My last raise came from a new manager who was incredible and I actually didn't ask for it. After he'd been around about a month, he sat down with all of his reports one-on-one and had a discussion about what we all ACTUALLY were doing, not our job description. For some people, like the person in the next office over from me, it was an uncomfortable conversation because she managed to get me to do a lot of her duties. For me, it went well when he realized just how much I did week-to-week to keep things functioning. About two months after that conversation, he called me up to his office on a Friday afternoon and handed me the printout of an email stating I'd received a raise effective the previous business day.

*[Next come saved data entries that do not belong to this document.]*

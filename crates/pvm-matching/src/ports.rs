//! Ports the matching engine depends on. `pvm-ledger-postgres` provides
//! the production implementations (pgvector ANN retrieval, Postgres
//! upserts); `pvm-testing` provides in-memory ones for unit tests.

use crate::domain::{MatchOutcome, ProductId, ProductImage, VideoFrame, VideoId};
use async_trait::async_trait;

/// C8's read side: product/video membership for a job, and each side's
/// feature rows.
#[async_trait]
pub trait FeatureStoreReadModel: Send + Sync {
    async fn products_for_job(&self, job_id: uuid::Uuid) -> anyhow::Result<Vec<ProductId>>;

    async fn videos_for_job(&self, job_id: uuid::Uuid) -> anyhow::Result<Vec<VideoId>>;

    /// Rows with a non-null `emb_rgb`, matching the original matcher's
    /// `WHERE emb_rgb IS NOT NULL` — images still awaiting feature
    /// extraction are simply absent rather than returned with nulls.
    async fn product_images(&self, product_id: &str) -> anyhow::Result<Vec<ProductImage>>;

    /// Ordered by `ts` ascending.
    async fn video_frames(&self, video_id: &str) -> anyhow::Result<Vec<VideoFrame>>;

    /// ANN retrieval: the `top_k` frames from `frames` most similar to
    /// `image` by cosine distance on `emb_rgb` (pgvector `<=>` in the
    /// Postgres implementation). Frames without an embedding are dropped
    /// rather than ranked, since cosine distance against a null vector is
    /// meaningless; if `image` itself has no embedding, implementations
    /// fall back to returning the first `top_k` frames unranked, matching
    /// the original matcher's degraded-input behavior.
    async fn retrieve_similar_frames(
        &self,
        image: &ProductImage,
        frames: &[VideoFrame],
        top_k: u32,
    ) -> anyhow::Result<Vec<VideoFrame>>;

    /// Raw bytes of a keypoint blob at `path` (spec §4.9). Exists for
    /// callers outside the pre-scored `pair_features` path — the scorer
    /// this crate ships against sources `sim_kp` from that table instead
    /// of loading blobs directly.
    async fn get_keypoint_blob(&self, path: &str) -> anyhow::Result<Vec<u8>>;
}

/// The externally-computed similarity components for one image-frame
/// pair. Keypoint and edge similarity are sourced from a sidecar feature
/// pipeline (AKAZE/SIFT descriptors plus RANSAC inlier counting) that
/// this crate treats as an opaque, already-scored input — it never
/// touches image bytes or keypoint blobs itself.
#[derive(Debug, Clone, Copy, PartialEq)]
pub struct PairFeatures {
    pub sim_deep: f64,
    pub sim_kp: f64,
    pub sim_edge: f64,
    /// Set when either side's keypoint blob is missing and `sim_kp` was
    /// substituted with `sim_deep` rather than measured (spec §4.8). The
    /// engine's retrieval filter skips the `inliers_min` check on a
    /// fallback pair — there is no RANSAC inlier ratio to compare against.
    pub fallback: bool,
}

#[async_trait]
pub trait PairFeatureScorer: Send + Sync {
    /// When a keypoint blob is missing on either side, implementations
    /// substitute `sim_kp = sim_deep` and set `fallback = true` (spec
    /// §4.8) rather than applying `inliers_min` themselves — that filter
    /// is the engine's job, since a fallback pair is exempt from it.
    async fn score_pair(&self, image: &ProductImage, frame: &VideoFrame) -> anyhow::Result<PairFeatures>;
}

/// C8's write side: persisting accepted (product, video) verdicts.
#[async_trait]
pub trait MatchRepository: Send + Sync {
    /// Upsert keyed on `(job_id, product_id, video_id)` — a retried
    /// match request must not create duplicate rows.
    async fn upsert_match(&self, job_id: uuid::Uuid, outcome: &MatchOutcome) -> anyhow::Result<()>;

    /// Accepted match count for a job, read by `pvm-service::status`'s
    /// count aggregation.
    async fn count_matches(&self, job_id: uuid::Uuid) -> anyhow::Result<i64>;

    /// `(product_id, video_id)` pairs already persisted for this job
    /// (spec §4.8 step 2: "for each pair not already in `matches`"). The
    /// engine skips these rather than re-scoring them on every
    /// `match.request`.
    async fn existing_pairs(&self, job_id: uuid::Uuid) -> anyhow::Result<std::collections::HashSet<(ProductId, VideoId)>>;
}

One other person, someone else also wearing a lot of hats and doing a lot more than her job description said, also got to hear similar news that day. Meanwhile, the lade in the lady in the office next to me was...quite upset...over my raise and argued to get one also.

Interestingly enough on the second one-after I left I think they saw first hand just how much I did that other people were supposed to do. My nextdoor neighbor ended up retiring about a month after I left because they were "just making her do too much" and also because they wouldn't let her take a month long vacation right in the middle of the semester.
 
I was in IT for 10 years before I switched to being a real estate broker. Have an engineering degree and knew many people who didn't have certs or degrees in the field. It's pretty welcoming when the market was hot, but when the market dropped, those without degrees or certs were the first to go and they had a hard time getting back into the market. I actually made the same in real estate with half the work and it was easier too so I never went back into the field. I remember interviewing for the type of job the OP is doing, they basically wanted an IT manager but didn't want to pay IT manager rates. I passed on those.
 
^^^^

I agree you have to know your worth in your career field. (y)

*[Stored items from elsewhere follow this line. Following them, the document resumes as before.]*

//! The matching engine: retrieves candidate video frames for each product
//! image, rescoring with keypoint features, aggregating pair scores to a
//! product-video verdict, and persisting accepted matches.
//!
//! - [`domain`] — `ProductImage`, `VideoFrame`, `PairMatch`, `MatchOutcome`.
//! - [`ports`] — `FeatureStoreReadModel` (C8's read side) and
//!   `MatchRepository` (C8's write side), implemented by
//!   `pvm-ledger-postgres`.
//! - [`scoring`] — pure functions: cosine similarity, the weighted pair
//!   score, and product-video aggregation with acceptance rules.
//! - [`engine`] — C8, the orchestration that ties retrieval, scoring and
//!   persistence together for one `match.request`.
//! - [`config`] — the tunable thresholds spec §6 exposes as config.
//! - [`topics`] — the two wire topics this crate touches.

pub mod config;
pub mod domain;
pub mod engine;
pub mod ports;
pub mod scoring;
pub mod topics;

pub use config::MatchingConfig;
pub use domain::{MatchOutcome, PairMatch, ProductId, ProductImage, VideoFrame, VideoId};
pub use engine::MatchingEngine;
pub use ports::{FeatureStoreReadModel, MatchRepository, PairFeatureScorer, PairFeatures};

I give the same exact advice to colleagues in my field.
 
Great advice from everyone. They all really boost my motivation to get off my ass and start working on my certificates, which I am now starting back up.
 
I would look into getting CompTIA certifications. Start with the A+.

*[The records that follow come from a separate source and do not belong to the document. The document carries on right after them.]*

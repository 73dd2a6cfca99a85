//! PostgreSQL implementations of the ports `pvm-phase` and `pvm-matching`
//! declare: the event ledger, asset counters, job records, the feature
//! store read model, and match persistence. Also a generic background
//! job queue store (`PgJobQueueStore`) for `pvm-core`'s `JobStore`,
//! grounded directly on the teacher's `PgJobStore`.
//!
//! # Schema
//!
//! See [`schema::MIGRATIONS_SQL`] for the full `CREATE TABLE` set this
//! crate assumes.

pub mod counters;
pub mod feature_store;
pub mod job_queue;
pub mod jobs;
pub mod ledger;
pub mod matches;
pub mod schema;
pub mod scorer;

pub use counters::PgAssetCounterStore;
pub use feature_store::PgFeatureStore;
pub use job_queue::PgJobQueueStore;
pub use jobs::PgJobRecordStore;
pub use ledger::PgEventLedger;
pub use matches::PgMatchRepository;
pub use scorer::PgPairFeatureScorer;
//! In-memory test doubles used by every other crate's `#[cfg(test)]`
//! modules: an `EventBus` that records publishes instead of delivering
//! them over a broker, and in-memory implementations of `pvm-phase`'s and
//! `pvm-matching`'s ports.

pub mod bus;
pub mod matching_ports;
pub mod phase_ports;

pub use bus::RecordingEventBus;
pub use matching_ports::{InMemoryFeatureStore, InMemoryMatchRepository, StubPairFeatureScorer};
pub use phase_ports::{InMemoryAssetCounterStore, InMemoryEventLedger, InMemoryJobRecordStore};
//! An `EventBus` facade that stages instead of delivering. Code that
//! mutates durable state and wants to publish a resulting event in the
//! same transaction depends on this, not on a real bus — the distinction
//! between "staged" and "delivered" is exactly what makes the outbox
//! pattern safe under crashes.

use async_trait::async_trait;
use pvm_core::{EventBus, EventEnvelope, OrchestratorError, TopicHandler};
use std::sync::Arc;

use crate::store::OutboxStore;

pub struct OutboxPublisher<S: OutboxStore> {
    store: Arc<S>,
}

impl<S: OutboxStore> OutboxPublisher<S> {
    pub fn new(store: Arc<S>) -> Self {
        Self { store }
    }
}

#[async_trait]
impl<S: OutboxStore> EventBus for OutboxPublisher<S> {
    async fn publish_envelope(&self, envelope: EventEnvelope) -> Result<(), OrchestratorError> {
        self.store
            .stage(envelope)
            .await
            .map_err(OrchestratorError::Transient)
    }

    async fn subscribe(
        &self,
        _topic: &str,
        _handler: Arc<dyn TopicHandler>,
        _prefetch: u32,
    ) -> Result<(), OrchestratorError> {
        unimplemented!("OutboxPublisher is write-only; subscribe against the relay's downstream bus instead")
    }
}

Agree 100%. Get your certifications. From there you can easily land a position elsewhere to your liking if your boss still refuses to properly compensate you.
 
Great advice from everyone. They all really boost my motivation to get off my ass and start working on my certificates, which I am now starting back up.
Don’t just think about certificates for your current job. What do you want to do next? That’s what you need to get certificates and education on.
 
Don’t just think about certificates for your current job. What do you want to do next? That’s what you need to get certificates and education on.

I'm definitely going to try to get my A+ cert first, then cloud and project manager certs. It seems like that's the way the industry is going towards and any cloud certs would help.